* YOUR GOAL: Among the entries below, how many lines have the word "mpsc"? Answer only with the number.

* Saved data entries:

*** Begin section ***

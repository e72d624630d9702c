//! Registered device methods on Repository

use chrono::Utc;
use uuid::Uuid;

use super::Repository;
use crate::{
    error::{AppError, AppResult},
    models::device::{
        AdminUpdateDevice, CreateDevice, Device, DeviceStatus, LocationUpdate, ReportIncident,
        UpdateDevice,
    },
};

impl Repository {
    /// List devices owned by a user, newest first
    pub async fn devices_list_for_owner(&self, user_id: Uuid) -> AppResult<Vec<Device>> {
        let rows = sqlx::query_as::<_, Device>(
            "SELECT * FROM registered_devices WHERE user_id = $1 ORDER BY created_at DESC",
        )
        .bind(user_id)
        .fetch_all(&self.pool)
        .await?;
        Ok(rows)
    }

    /// List every device (administrators)
    pub async fn devices_list_all(&self) -> AppResult<Vec<Device>> {
        let rows = sqlx::query_as::<_, Device>(
            "SELECT * FROM registered_devices ORDER BY created_at DESC",
        )
        .fetch_all(&self.pool)
        .await?;
        Ok(rows)
    }

    /// Get device by ID
    pub async fn devices_get_by_id(&self, id: Uuid) -> AppResult<Device> {
        sqlx::query_as::<_, Device>("SELECT * FROM registered_devices WHERE id = $1")
            .bind(id)
            .fetch_optional(&self.pool)
            .await?
            .ok_or_else(|| AppError::NotFound(format!("Device {} not found", id)))
    }

    /// Register a device for an owner
    pub async fn devices_create(&self, user_id: Uuid, data: &CreateDevice) -> AppResult<Device> {
        let row = sqlx::query_as::<_, Device>(
            r#"
            INSERT INTO registered_devices
                (user_id, device_name, imei_number, brand, model, color, serial_number, purchase_date)
            VALUES ($1, $2, $3, $4, $5, $6, $7, $8)
            RETURNING *
            "#,
        )
        .bind(user_id)
        .bind(&data.device_name)
        .bind(&data.imei_number)
        .bind(&data.brand)
        .bind(&data.model)
        .bind(&data.color)
        .bind(&data.serial_number)
        .bind(data.purchase_date)
        .fetch_one(&self.pool)
        .await?;
        Ok(row)
    }

    /// Update descriptive attributes
    pub async fn devices_update(&self, id: Uuid, data: &UpdateDevice) -> AppResult<Device> {
        let mut sets = vec!["updated_at = $1".to_string()];
        let mut idx = 2;

        macro_rules! add_field {
            ($field:expr, $name:expr) => {
                if $field.is_some() {
                    sets.push(format!("{} = ${}", $name, idx));
                    idx += 1;
                }
            };
        }

        add_field!(data.device_name, "device_name");
        add_field!(data.imei_number, "imei_number");
        add_field!(data.brand, "brand");
        add_field!(data.model, "model");
        add_field!(data.color, "color");
        add_field!(data.serial_number, "serial_number");
        add_field!(data.purchase_date, "purchase_date");

        let query = format!(
            "UPDATE registered_devices SET {} WHERE id = ${} RETURNING *",
            sets.join(", "),
            idx
        );

        let mut builder = sqlx::query_as::<_, Device>(&query).bind(Utc::now());

        macro_rules! bind_field {
            ($field:expr) => {
                if let Some(ref val) = $field {
                    builder = builder.bind(val);
                }
            };
        }

        bind_field!(data.device_name);
        bind_field!(data.imei_number);
        bind_field!(data.brand);
        bind_field!(data.model);
        bind_field!(data.color);
        bind_field!(data.serial_number);
        bind_field!(data.purchase_date);

        builder
            .bind(id)
            .fetch_optional(&self.pool)
            .await?
            .ok_or_else(|| AppError::NotFound(format!("Device {} not found", id)))
    }

    /// Record an incident and request tracking
    pub async fn devices_report_incident(&self, id: Uuid, data: &ReportIncident) -> AppResult<Device> {
        sqlx::query_as::<_, Device>(
            r#"
            UPDATE registered_devices SET
                status = $2,
                tracking_requested = TRUE,
                incident_location = $3,
                incident_date = $4,
                incident_latitude = $5,
                incident_longitude = $6,
                police_report_number = $7,
                description = $8,
                updated_at = NOW()
            WHERE id = $1
            RETURNING *
            "#,
        )
        .bind(id)
        .bind(data.status)
        .bind(&data.incident_location)
        .bind(data.incident_date)
        .bind(data.incident_latitude)
        .bind(data.incident_longitude)
        .bind(&data.police_report_number)
        .bind(&data.description)
        .fetch_optional(&self.pool)
        .await?
        .ok_or_else(|| AppError::NotFound(format!("Device {} not found", id)))
    }

    /// Owner marks the device found; the tracking request ends
    pub async fn devices_mark_found(&self, id: Uuid) -> AppResult<Device> {
        sqlx::query_as::<_, Device>(
            r#"
            UPDATE registered_devices SET
                status = $2,
                tracking_requested = FALSE,
                updated_at = NOW()
            WHERE id = $1
            RETURNING *
            "#,
        )
        .bind(id)
        .bind(DeviceStatus::Found)
        .fetch_optional(&self.pool)
        .await?
        .ok_or_else(|| AppError::NotFound(format!("Device {} not found", id)))
    }

    /// Administrator status/notes update
    pub async fn devices_admin_update(&self, id: Uuid, data: &AdminUpdateDevice) -> AppResult<Device> {
        sqlx::query_as::<_, Device>(
            r#"
            UPDATE registered_devices SET
                admin_status = COALESCE($2, admin_status),
                admin_notes = COALESCE($3, admin_notes),
                status = COALESCE($4, status),
                updated_at = NOW()
            WHERE id = $1
            RETURNING *
            "#,
        )
        .bind(id)
        .bind(data.admin_status)
        .bind(&data.admin_notes)
        .bind(data.status)
        .fetch_optional(&self.pool)
        .await?
        .ok_or_else(|| AppError::NotFound(format!("Device {} not found", id)))
    }

    /// Overwrite the last known position of a device
    pub async fn devices_update_location(&self, id: Uuid, update: &LocationUpdate) -> AppResult<()> {
        let result = sqlx::query(
            r#"
            UPDATE registered_devices SET
                incident_latitude = $2,
                incident_longitude = $3,
                incident_location = $4,
                updated_at = NOW()
            WHERE id = $1
            "#,
        )
        .bind(id)
        .bind(update.latitude)
        .bind(update.longitude)
        .bind(&update.label)
        .execute(&self.pool)
        .await?;
        if result.rows_affected() == 0 {
            return Err(AppError::NotFound(format!("Device {} not found", id)));
        }
        Ok(())
    }

    /// Delete a device (hard delete)
    pub async fn devices_delete(&self, id: Uuid) -> AppResult<()> {
        let result = sqlx::query("DELETE FROM registered_devices WHERE id = $1")
            .bind(id)
            .execute(&self.pool)
            .await?;
        if result.rows_affected() == 0 {
            return Err(AppError::NotFound(format!("Device {} not found", id)));
        }
        Ok(())
    }
}
//! Persists positions as a device's last known location

use std::sync::Arc;
use std::time::Duration;

use uuid::Uuid;

use crate::{
    error::{AppError, AppResult},
    models::{Coordinates, LocationUpdate, PositionSample},
    repository::DeviceStore,
};

/// Label written for a live tracker fix
pub fn live_location_label(sample: &PositionSample) -> String {
    format!(
        "Live Tracker: {:.5}, {:.5} (Accuracy: {}m)",
        sample.latitude,
        sample.longitude,
        sample.accuracy.round() as i64
    )
}

/// Label written for a simulator tick
pub fn simulated_location_label(position: &Coordinates) -> String {
    format!(
        "Simulated Location ({:.4}, {:.4})",
        position.latitude, position.longitude
    )
}

pub(crate) fn valid_coordinates(latitude: f64, longitude: f64) -> bool {
    latitude.is_finite()
        && longitude.is_finite()
        && (-90.0..=90.0).contains(&latitude)
        && (-180.0..=180.0).contains(&longitude)
}

/// Writes location updates through a [`DeviceStore`]
///
/// Every call is an independent write: no batching, no retry and no offline
/// queue. A failed write is returned to the caller and the sample is lost.
#[derive(Clone)]
pub struct PositionPublisher {
    store: Arc<dyn DeviceStore>,
    timeout: Duration,
}

impl PositionPublisher {
    pub fn new(store: Arc<dyn DeviceStore>, timeout: Duration) -> Self {
        Self { store, timeout }
    }

    /// Publish a live tracker fix for `device_id`
    pub async fn publish(&self, device_id: Uuid, sample: &PositionSample) -> AppResult<()> {
        let update = LocationUpdate {
            latitude: sample.latitude,
            longitude: sample.longitude,
            label: live_location_label(sample),
        };
        self.publish_update(device_id, &update).await
    }

    /// Write prepared location fields; shared by the tracker and the simulator
    pub async fn publish_update(&self, device_id: Uuid, update: &LocationUpdate) -> AppResult<()> {
        if !valid_coordinates(update.latitude, update.longitude) {
            return Err(AppError::Publish(format!(
                "Invalid coordinates {}, {}",
                update.latitude, update.longitude
            )));
        }

        match tokio::time::timeout(self.timeout, self.store.update_location(device_id, update)).await {
            Ok(Ok(())) => {
                tracing::debug!("Published location for device {}: {}", device_id, update.label);
                Ok(())
            }
            Ok(Err(e)) => {
                tracing::warn!("Location publish for device {} failed: {}", device_id, e);
                Err(match e {
                    AppError::Publish(msg) => AppError::Publish(msg),
                    other => AppError::Publish(other.to_string()),
                })
            }
            Err(_) => {
                tracing::warn!("Location publish for device {} timed out", device_id);
                Err(AppError::Publish(format!(
                    "Timed out after {}s",
                    self.timeout.as_secs()
                )))
            }
        }
    }
}
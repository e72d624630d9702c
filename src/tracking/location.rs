//! Continuous position stream behind a small seam
//!
//! A [`LocationSource`] hands out watches. Each watch is an event channel that
//! delivers fixes and classified errors until the watch is cleared. Errors do
//! not end the stream.

use std::collections::HashMap;
use std::sync::atomic::{AtomicU64, Ordering};
use std::sync::Mutex;
use std::time::Duration;

use serde::Serialize;
use tokio::sync::mpsc;
use utoipa::ToSchema;

use crate::{error::LocationError, models::LocationEvent};

pub type WatchId = u64;

/// Options handed to the platform position watch
#[derive(Debug, Clone, PartialEq, Serialize, ToSchema)]
pub struct WatchOptions {
    pub enable_high_accuracy: bool,
    /// Cached fixes older than this are not accepted
    pub maximum_age_ms: u64,
    /// Per-fix timeout; expiry is reported as [`LocationError::Timeout`]
    pub timeout_ms: u64,
}

impl WatchOptions {
    pub fn with_timeout(timeout: Duration) -> Self {
        Self {
            timeout_ms: timeout.as_millis() as u64,
            ..Self::default()
        }
    }
}

impl Default for WatchOptions {
    fn default() -> Self {
        Self {
            enable_high_accuracy: true,
            maximum_age_ms: 0,
            timeout_ms: 10_000,
        }
    }
}

/// An open position watch
#[derive(Debug)]
pub struct LocationWatch {
    pub id: WatchId,
    pub events: mpsc::UnboundedReceiver<LocationEvent>,
}

pub trait LocationSource: Send + Sync {
    /// Open a new watch, or fail with [`LocationError::Unsupported`]
    fn watch(&self, options: &WatchOptions) -> Result<LocationWatch, LocationError>;

    /// Close a watch; unknown ids are ignored
    fn clear_watch(&self, id: WatchId);
}

/// Location source fed by a remote tracker page
///
/// The page runs the platform watch itself and forwards each fix or error,
/// which is routed to the matching watch channel with [`push`](Self::push).
#[derive(Default)]
pub struct PushLocationSource {
    next_id: AtomicU64,
    watches: Mutex<HashMap<WatchId, mpsc::UnboundedSender<LocationEvent>>>,
}

impl PushLocationSource {
    pub fn new() -> Self {
        Self::default()
    }

    /// Deliver an event to a watch. Returns false when the watch is closed.
    pub fn push(&self, id: WatchId, event: LocationEvent) -> bool {
        let watches = self.watches.lock().unwrap_or_else(|e| e.into_inner());
        match watches.get(&id) {
            Some(sender) => sender.send(event).is_ok(),
            None => false,
        }
    }

    pub fn active_watches(&self) -> usize {
        self.watches.lock().unwrap_or_else(|e| e.into_inner()).len()
    }
}

impl LocationSource for PushLocationSource {
    fn watch(&self, options: &WatchOptions) -> Result<LocationWatch, LocationError> {
        let id = self.next_id.fetch_add(1, Ordering::Relaxed) + 1;
        let (sender, events) = mpsc::unbounded_channel();
        self.watches
            .lock()
            .unwrap_or_else(|e| e.into_inner())
            .insert(id, sender);
        tracing::debug!(
            "Opened location watch {} (high accuracy: {}, timeout: {}ms)",
            id,
            options.enable_high_accuracy,
            options.timeout_ms
        );
        Ok(LocationWatch { id, events })
    }

    fn clear_watch(&self, id: WatchId) {
        if self
            .watches
            .lock()
            .unwrap_or_else(|e| e.into_inner())
            .remove(&id)
            .is_some()
        {
            tracing::debug!("Cleared location watch {}", id);
        }
    }
}

#[cfg(test)]
mod tests {
    use super::*;
    use crate::models::PositionSample;

    #[tokio::test]
    async fn test_push_reaches_open_watch() {
        let source = PushLocationSource::new();
        let mut watch = source.watch(&WatchOptions::default()).unwrap();

        let sample = PositionSample { latitude: 1.0, longitude: 2.0, accuracy: 5.0 };
        assert!(source.push(watch.id, LocationEvent::Fix(sample)));
        assert!(source.push(watch.id, LocationEvent::Error(LocationError::Timeout)));

        assert_eq!(watch.events.recv().await, Some(LocationEvent::Fix(sample)));
        assert_eq!(
            watch.events.recv().await,
            Some(LocationEvent::Error(LocationError::Timeout))
        );
    }

    #[tokio::test]
    async fn test_cleared_watch_closes_channel() {
        let source = PushLocationSource::new();
        let mut watch = source.watch(&WatchOptions::default()).unwrap();
        source.clear_watch(watch.id);

        assert!(!source.push(watch.id, LocationEvent::Error(LocationError::Timeout)));
        assert_eq!(watch.events.recv().await, None);
        assert_eq!(source.active_watches(), 0);

        // clearing twice is harmless
        source.clear_watch(watch.id);
    }

    #[test]
    fn test_default_options_request_fresh_high_accuracy_fixes() {
        let options = WatchOptions::with_timeout(Duration::from_secs(10));
        assert!(options.enable_high_accuracy);
        assert_eq!(options.maximum_age_ms, 0);
        assert_eq!(options.timeout_ms, 10_000);
    }
}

*** End section ***

* EXPECTED OUTPUT: 4